**Exercise description**
Filter the data below, keeping only lines that contain "const".

**Excerpted data**

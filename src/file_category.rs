//! Categorization functions that pick a destination folder for a file.
//!
//! Every function here is pure: the same name, size or timestamp always yields
//! the same folder name. The traversal engine in [`crate::file_organizer`] calls
//! them through a [`Categorizer`].
//!
//! # Examples
//!
//! ```
//! use simonsays::file_category::{SizeBucket, type_folder};
//!
//! assert_eq!(type_folder("report.pdf"), "pdf");
//! assert_eq!(type_folder("README"), "other");
//! assert_eq!(SizeBucket::for_size(2 * 1024 * 1024), SizeBucket::Medium);
//! ```
use chrono::{DateTime, Local};
use std::ffi::{OsStr, OsString};
use std::time::SystemTime;

use crate::file_entry::FileEntry;

/// Files strictly smaller than this are `small` (1 MiB).
pub const SMALL_THRESHOLD: u64 = 1024 * 1024;

/// Files strictly smaller than this, and not small, are `medium` (10 MiB).
pub const MEDIUM_THRESHOLD: u64 = 10 * 1024 * 1024;

/// Folder used by type sorting for files without an extension.
pub const OTHER_CATEGORY: &str = "other";

/// Size bucket a file falls into.
#[derive(Debug, Clone, Copy, PartialEq, Eq, Hash)]
pub enum SizeBucket {
    /// Under 1 MiB.
    Small,
    /// From 1 MiB up to, but not including, 10 MiB.
    Medium,
    /// 10 MiB and above.
    Large,
}

impl SizeBucket {
    /// Picks the bucket for a size in bytes.
    ///
    /// # Examples
    ///
    /// ```
    /// use simonsays::file_category::SizeBucket;
    ///
    /// assert_eq!(SizeBucket::for_size(1_048_575), SizeBucket::Small);
    /// assert_eq!(SizeBucket::for_size(1_048_576), SizeBucket::Medium);
    /// assert_eq!(SizeBucket::for_size(10_485_760), SizeBucket::Large);
    /// ```
    pub fn for_size(size: u64) -> Self {
        if size < SMALL_THRESHOLD {
            SizeBucket::Small
        } else if size < MEDIUM_THRESHOLD {
            SizeBucket::Medium
        } else {
            SizeBucket::Large
        }
    }

    /// Returns the directory name for this bucket.
    pub fn dir_name(&self) -> &'static str {
        match self {
            SizeBucket::Small => "small",
            SizeBucket::Medium => "medium",
            SizeBucket::Large => "large",
        }
    }
}

/// Splits a file name into its base and its extension.
///
/// The extension starts at the last `.` and keeps it; the base is everything
/// before. A name without a `.` has an empty extension. Dot-files are not
/// special: `.bashrc` has an empty base and extension `.bashrc`. The split
/// works on the raw name, so bytes that are not valid UTF-8 survive it.
///
/// # Examples
///
/// ```
/// use simonsays::file_category::split_extension;
/// use std::ffi::OsStr;
///
/// assert_eq!(
///     split_extension("archive.tar.gz"),
///     (OsStr::new("archive.tar"), OsStr::new(".gz"))
/// );
/// assert_eq!(split_extension("Makefile"), (OsStr::new("Makefile"), OsStr::new("")));
/// ```
pub fn split_extension<S: AsRef<OsStr> + ?Sized>(file_name: &S) -> (&OsStr, &OsStr) {
    let name = file_name.as_ref();
    match name.as_encoded_bytes().iter().rposition(|&b| b == b'.') {
        Some(idx) => split_at_dot(name, idx),
        None => (name, OsStr::new("")),
    }
}

/// Splits `name` at byte offset `idx`, which holds an ASCII `.`.
#[cfg(unix)]
fn split_at_dot(name: &OsStr, idx: usize) -> (&OsStr, &OsStr) {
    use std::os::unix::ffi::OsStrExt;

    let (base, ext) = name.as_bytes().split_at(idx);
    (OsStr::from_bytes(base), OsStr::from_bytes(ext))
}

#[cfg(not(unix))]
fn split_at_dot(name: &OsStr, idx: usize) -> (&OsStr, &OsStr) {
    match name.to_str() {
        Some(name) => {
            let (base, ext) = name.split_at(idx);
            (OsStr::new(base), OsStr::new(ext))
        }
        None => (name, OsStr::new("")),
    }
}

/// Folder name for a modification time: local date as `DDMMYYYY`.
pub fn date_folder(modified: SystemTime) -> String {
    let local: DateTime<Local> = modified.into();
    local.format("%d%m%Y").to_string()
}

/// Folder name for a file name: its extension without the dot, or `other`.
///
/// Case is preserved, so `a.TXT` and `a.txt` land in different folders.
pub fn type_folder<S: AsRef<OsStr> + ?Sized>(file_name: &S) -> OsString {
    let (_, ext) = split_extension(file_name);
    if ext.len() <= 1 {
        return OsString::from(OTHER_CATEGORY);
    }
    let (_, ext) = split_at_dot(ext, 1);
    ext.to_os_string()
}

/// Strategy used by the traversal engine to compute a category key.
#[derive(Debug, Clone, Copy, PartialEq, Eq, Hash)]
pub enum Categorizer {
    /// Modification date, `DDMMYYYY`.
    Date,
    /// File extension, `other` when there is none.
    Type,
    /// `small`, `medium` or `large`.
    Size,
}

impl Categorizer {
    /// Computes the category key (destination folder name) for an entry.
    ///
    /// Type keys come from the raw file name on disk, not the display name.
    pub fn category_for(&self, entry: &FileEntry) -> OsString {
        match self {
            Categorizer::Date => date_folder(entry.modified).into(),
            Categorizer::Type => type_folder(entry.path.file_name().unwrap_or_default()),
            Categorizer::Size => SizeBucket::for_size(entry.size).dir_name().into(),
        }
    }
}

**Answer to the exercise**
pub const SMALL_THRESHOLD: u64 = 1024 * 1024;
pub const MEDIUM_THRESHOLD: u64 = 10 * 1024 * 1024;
pub const OTHER_CATEGORY: &str = "other";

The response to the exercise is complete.